**WHAT IS REQUIRED:** Your answer must consist of exactly the lines below, starting with the line with "use std::fmt;" and going on through the line with "use maskflow_core::prompt::LabeledPoints;", and nothing else.

(SUPPLIED RECORDS begins)

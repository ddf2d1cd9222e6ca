//! The segmentation engine adapter seam.
//!
//! Everything the orchestration layer needs from the engine is expressed by
//! [`Predictor`]; the production implementation is
//! [`HttpPredictor`](crate::http::HttpPredictor), and tests substitute an
//! in-process fake. All methods are potentially slow (seconds): callers
//! hold the per-session lock and an engine worker permit for the duration.

use std::fmt;
use std::path::Path;

use async_trait::async_trait;
use futures::stream::BoxStream;

use maskflow_core::error::CoreError;
use maskflow_core::mask::MaskLogits;
use maskflow_core::prompt::LabeledPoints;

/// Opaque handle to the engine-side tracking state of one session.
#[derive(Debug, Clone, PartialEq, Eq)]
pub struct EngineStateId(String);

impl EngineStateId {
    pub fn new(id: impl Into<String>) -> Self {
        Self(id.into())
    }

    pub fn as_str(&self) -> &str {
        &self.0
    }
}

impl fmt::Display for EngineStateId {
    fn fmt(&self, f: &mut fmt::Formatter<'_>) -> fmt::Result {
        f.write_str(&self.0)
    }
}

/// One frame's decoded prediction from a propagation run.
#[derive(Debug, Clone)]
pub struct FrameMask {
    pub frame_index: u32,
    pub object_id: u32,
    pub logits: MaskLogits,
}

/// Lazy, finite sequence of per-frame predictions in increasing frame
/// order, bounded by the session's frame count. Must be consumed to
/// completion before any further engine call on the same state: the
/// engine reads its live internal tracking state while producing it.
pub type PropagationStream = BoxStream<'static, Result<FrameMask, EngineError>>;

/// Errors from the engine boundary.
///
/// Never retried by the core: by the time a fault surfaces, engine state
/// may already be mutated.
#[derive(Debug, thiserror::Error)]
pub enum EngineError {
    /// The request itself failed (network, DNS, timeout).
    #[error("engine request failed: {0}")]
    Request(String),

    /// The engine answered with a non-2xx status.
    #[error("engine returned {status}: {body}")]
    Api { status: u16, body: String },

    /// The engine answered with something the protocol does not allow.
    #[error("engine protocol error: {0}")]
    Protocol(String),
}

impl From<EngineError> for CoreError {
    fn from(err: EngineError) -> Self {
        CoreError::Engine(err.to_string())
    }
}

/// Narrow interface wrapping the external segmentation engine.
#[async_trait]
pub trait Predictor: Send + Sync {
    /// Build engine-side tracking state over a directory of extracted
    /// frames. The engine loads its model lazily on first use and caches
    /// it for the life of the process.
    async fn init_state(&self, frame_dir: &Path) -> Result<EngineStateId, EngineError>;

    /// Discard every accumulated prompt and propagated result, returning
    /// the state to empty.
    async fn reset_state(&self, state: &EngineStateId) -> Result<(), EngineError>;

    /// Run the point-to-mask step for one labeled point set on one frame
    /// of the single tracked object. Returns raw confidence; the caller
    /// owns binarization.
    async fn add_points(
        &self,
        state: &EngineStateId,
        frame_index: u32,
        object_id: u32,
        points: &LabeledPoints,
    ) -> Result<MaskLogits, EngineError>;

    /// Run temporal propagation from the accumulated prompts. Not
    /// restartable: a second run re-propagates from current prompt state
    /// and may overwrite earlier results.
    async fn propagate(&self, state: &EngineStateId) -> Result<PropagationStream, EngineError>;

    /// Release engine-side resources for this state. Best-effort; used on
    /// session close, eviction, and shutdown.
    async fn close_state(&self, state: &EngineStateId) -> Result<(), EngineError>;

    /// Whether the engine is currently reachable.
    async fn health(&self) -> bool;
}
//! Point-prompt aggregation and validation.
//!
//! A single prompt event supplies a set of positive points ("part of the
//! object") and a set of negative points ("not part of the object") for one
//! frame. The engine consumes one flat labeled point set: positives first,
//! then negatives, with label 1 for positive and 0 for negative.

use serde::{Deserialize, Serialize};

use crate::error::CoreError;

/// Label value for a positive (foreground) point.
pub const LABEL_POSITIVE: u8 = 1;

/// Label value for a negative (background) point.
pub const LABEL_NEGATIVE: u8 = 0;

/// Upper bound on the combined point count of one prompt event.
pub const MAX_POINTS_PER_PROMPT: usize = 256;

/// A 2D pixel coordinate on a frame. The engine takes float coordinates.
#[derive(Debug, Clone, Copy, PartialEq, Serialize, Deserialize)]
pub struct Point {
    pub x: f32,
    pub y: f32,
}

impl Point {
    pub fn new(x: f32, y: f32) -> Self {
        Self { x, y }
    }
}

/// One flat labeled point set, ready for the engine's point-to-mask step.
#[derive(Debug, Clone, PartialEq)]
pub struct LabeledPoints {
    pub points: Vec<Point>,
    pub labels: Vec<u8>,
}

/// Merge positive and negative point sets into one labeled set.
///
/// Order is part of the contract: positives first, then negatives.
pub fn merge_points(positive: &[Point], negative: &[Point]) -> LabeledPoints {
    let mut points = Vec::with_capacity(positive.len() + negative.len());
    points.extend_from_slice(positive);
    points.extend_from_slice(negative);

    let mut labels = vec![LABEL_POSITIVE; positive.len()];
    labels.extend(std::iter::repeat(LABEL_NEGATIVE).take(negative.len()));

    LabeledPoints { points, labels }
}

/// Validate a prompt event before any engine invocation.
///
/// - `frame_index` must lie in `[0, frame_count)`.
/// - The combined point set must be non-empty and within
///   [`MAX_POINTS_PER_PROMPT`].
/// - Coordinates must be finite.
pub fn validate_prompt(
    frame_index: u32,
    frame_count: u32,
    positive: &[Point],
    negative: &[Point],
) -> Result<(), CoreError> {
    if frame_index >= frame_count {
        return Err(CoreError::Validation(format!(
            "frame_index {frame_index} out of range for {frame_count} frames"
        )));
    }

    let total = positive.len() + negative.len();
    if total == 0 {
        return Err(CoreError::Validation(
            "A prompt must contain at least one point".to_string(),
        ));
    }
    if total > MAX_POINTS_PER_PROMPT {
        return Err(CoreError::Validation(format!(
            "A prompt may contain at most {MAX_POINTS_PER_PROMPT} points"
        )));
    }

    for p in positive.iter().chain(negative) {
        if !p.x.is_finite() || !p.y.is_finite() {
            return Err(CoreError::Validation(format!(
                "Point coordinates must be finite, got ({}, {})",
                p.x, p.y
            )));
        }
    }

    Ok(())
}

(SUPPLIED RECORDS ends)

**TASK ANSWER:**
use std::fmt;
use std::path::Path;

use async_trait::async_trait;
use futures::stream::BoxStream;

use maskflow_core::error::CoreError;
use maskflow_core::mask::MaskLogits;
use maskflow_core::prompt::LabeledPoints;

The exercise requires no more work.